PERGUNTA - O sr. poderia convencer o Hizbollah de sua posição? O sr. mantém contato com o grupo?
SINIORA
- Haverá contatos. Os contatos nunca foram interrompidos, e vamos continuar a trabalhar sem descanso, sobre a base de uma posição clara e transparente, mantendo em mente os interesses dos libaneses e dos árabes. Somos os responsáveis pela população libanesa e vamos nos esforçar para alcançar um cessar-fogo, a suspensão dos massacres e a interrupção da ação da máquina infernal israelense. Temos idéias claras, nossa determinação é incansável e defendemos uma causa justa.

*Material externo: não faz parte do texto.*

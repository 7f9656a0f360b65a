//! `sigsetjmp` / `siglongjmp` bindings.
//!
//! The `libc` crate does not expose `sigjmp_buf` as a usable type, so the
//! save buffer is an over-sized, 16-byte aligned opaque blob and the two
//! functions are bound directly.
//!
//! `sigsetjmp` returns twice. Callers must keep the frame that calls it
//! trivial: no locals that change between the first return and a later
//! `siglongjmp`, and nothing with a destructor live across the call.

use static_assertions::const_assert;
use std::ffi::c_int;

/// Opaque `sigjmp_buf`.
///
/// glibc needs 200 bytes on x86_64 and 312 on aarch64; musl and the
/// Darwin libcs need less. 512 bytes covers all supported targets.
#[repr(C, align(16))]
pub(crate) struct SigJmpBuf {
    _buf: [u8; 512],
}

const_assert!(std::mem::size_of::<SigJmpBuf>() >= 312);

impl SigJmpBuf {
    pub(crate) const fn zeroed() -> Self {
        Self { _buf: [0u8; 512] }
    }
}

unsafe extern "C" {
    // glibc only exports the underscored symbol; `sigsetjmp` is a macro there.
    #[cfg_attr(all(target_os = "linux", target_env = "gnu"), link_name = "__sigsetjmp")]
    pub(crate) fn sigsetjmp(env: *mut SigJmpBuf, savemask: c_int) -> c_int;

    pub(crate) fn siglongjmp(env: *mut SigJmpBuf, val: c_int) -> !;
}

PERGUNTA - Como o sr. avalia a responsabilidade dos capacetes azuis da Força Interina das Nações Unidas para o Líbano (Finul), que no sábado, 15 de julho, se negaram a receber em suas instalações os moradores do povoado de Mirouahine que, em sua fuga, foram mortos por um bombardeio israelense?
SINIORA
- Estamos investigando esse caso. Mas os representantes da ONU me disseram que o grupo de cidadãos assassinados pelos israelenses não foi aquele ao qual os capacetes azuis negaram abrigo, por falta de informações suficientes. Seja como for, não devemos nos enganar quanto aos culpados: a culpa é de Israel, que foi quem cometeu esse crime.

PERGUNTA - O Conselho de Segurança da ONU não conseguiu chegar a um acordo sobre um apelo por um cessar-fogo, devido em grande medida à atitude dos EUA, que, entretanto, dizem ser amigos do Líbano.
SINIORA
- Eles são nossos amigos, mas sua amizade por outros (Israel) é maior.

PERGUNTA - O que o sr. pensa da atitude da França?
SINIORA
- Falei com o primeiro-ministro (Dominique de Villepin) e com o ministro das Relações Exteriores (Philippe Douste-Blazy) e expus a eles nossas reivindicações legítimas. Apreciamos muito o apoio que a França nunca deixou de dar ao Líbano e a amizade da administração e do povo francês pelo povo do Líbano. Temos consciência dos esforços do presidente Chirac para ajudar o Líbano, que ele traz em sua mente ao lado da França. Estamos convencidos de que ele não vai poupar meios e oportunidades para dar apoio a nossas reivindicações.

PERGUNTA - Como ficou uma proposta israelense que teria sido transmitida ao sr. por seu colega italiano, Romano Prodi, e que preveria um cessar-fogo sob a condição de o Exército libanês deslocar homens para o sul do Líbano e de o Hizbollah retroceder seu contingente?
SINIORA
- Sejamos claros: Prodi, que é amigo de longa data do Líbano, simplesmente me transmitiu o teor de uma conversa que teve com Ehud Olmert. Não se tratou de uma proposta oficial.